### DATA IN THIS EXERCISE
§ §

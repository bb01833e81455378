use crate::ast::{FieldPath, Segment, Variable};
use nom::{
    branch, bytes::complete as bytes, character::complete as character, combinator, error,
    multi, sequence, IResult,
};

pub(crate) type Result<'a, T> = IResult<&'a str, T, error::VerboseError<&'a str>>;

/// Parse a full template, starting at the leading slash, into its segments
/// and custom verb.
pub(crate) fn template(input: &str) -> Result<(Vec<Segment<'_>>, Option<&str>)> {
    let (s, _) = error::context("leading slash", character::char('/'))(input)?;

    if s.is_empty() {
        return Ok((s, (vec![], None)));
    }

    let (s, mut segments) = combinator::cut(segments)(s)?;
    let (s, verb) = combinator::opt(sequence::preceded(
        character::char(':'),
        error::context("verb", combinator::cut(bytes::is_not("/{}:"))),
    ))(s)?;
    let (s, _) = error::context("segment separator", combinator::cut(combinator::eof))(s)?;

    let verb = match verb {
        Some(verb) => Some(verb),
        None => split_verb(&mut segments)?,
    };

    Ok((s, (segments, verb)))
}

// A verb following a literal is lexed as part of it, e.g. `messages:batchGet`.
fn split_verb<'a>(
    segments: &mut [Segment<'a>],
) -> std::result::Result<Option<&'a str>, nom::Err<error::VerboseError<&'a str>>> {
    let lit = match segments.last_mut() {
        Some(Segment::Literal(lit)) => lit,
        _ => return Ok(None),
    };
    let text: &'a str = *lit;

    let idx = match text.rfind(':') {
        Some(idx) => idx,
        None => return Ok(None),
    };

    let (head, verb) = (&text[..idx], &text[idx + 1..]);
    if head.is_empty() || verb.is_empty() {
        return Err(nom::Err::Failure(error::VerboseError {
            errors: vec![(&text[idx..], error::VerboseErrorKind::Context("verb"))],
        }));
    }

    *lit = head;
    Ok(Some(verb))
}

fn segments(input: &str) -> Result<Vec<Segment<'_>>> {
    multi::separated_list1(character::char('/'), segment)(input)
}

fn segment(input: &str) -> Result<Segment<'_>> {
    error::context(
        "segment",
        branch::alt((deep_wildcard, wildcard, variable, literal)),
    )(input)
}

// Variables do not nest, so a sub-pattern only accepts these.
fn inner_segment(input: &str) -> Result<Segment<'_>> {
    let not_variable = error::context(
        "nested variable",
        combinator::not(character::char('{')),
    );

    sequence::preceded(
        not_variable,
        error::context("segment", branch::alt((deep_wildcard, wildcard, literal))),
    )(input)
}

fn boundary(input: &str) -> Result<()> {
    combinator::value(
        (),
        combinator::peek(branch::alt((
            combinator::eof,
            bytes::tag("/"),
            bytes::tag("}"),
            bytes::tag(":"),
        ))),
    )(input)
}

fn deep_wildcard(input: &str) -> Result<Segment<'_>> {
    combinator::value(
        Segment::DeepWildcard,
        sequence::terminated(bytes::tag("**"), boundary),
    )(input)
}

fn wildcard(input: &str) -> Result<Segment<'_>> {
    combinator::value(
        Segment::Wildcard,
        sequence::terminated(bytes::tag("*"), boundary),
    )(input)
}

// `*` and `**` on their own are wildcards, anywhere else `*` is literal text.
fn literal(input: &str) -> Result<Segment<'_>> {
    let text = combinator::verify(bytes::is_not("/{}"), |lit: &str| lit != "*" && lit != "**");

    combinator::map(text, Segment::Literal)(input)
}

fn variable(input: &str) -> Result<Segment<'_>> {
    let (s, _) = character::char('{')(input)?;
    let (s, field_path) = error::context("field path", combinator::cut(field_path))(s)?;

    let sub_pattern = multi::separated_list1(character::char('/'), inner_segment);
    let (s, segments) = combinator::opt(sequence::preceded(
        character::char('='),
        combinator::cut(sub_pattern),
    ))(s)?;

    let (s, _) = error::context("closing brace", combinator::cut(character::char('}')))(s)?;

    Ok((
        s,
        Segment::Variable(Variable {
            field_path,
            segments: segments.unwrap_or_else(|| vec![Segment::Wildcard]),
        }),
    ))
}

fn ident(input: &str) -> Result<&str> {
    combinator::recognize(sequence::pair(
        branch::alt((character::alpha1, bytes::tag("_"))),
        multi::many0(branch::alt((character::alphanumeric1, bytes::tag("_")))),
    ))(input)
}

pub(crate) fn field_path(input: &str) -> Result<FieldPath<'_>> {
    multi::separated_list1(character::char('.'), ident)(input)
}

§ §

### YOUR OBJECTIVE
Filter the records above for the string "None" and copy each matching line.

### EXERCISE ANSWER
        return Ok((s, (vec![], None)));
        None => split_verb(&mut segments)?,
        _ => return Ok(None),
        None => return Ok(None),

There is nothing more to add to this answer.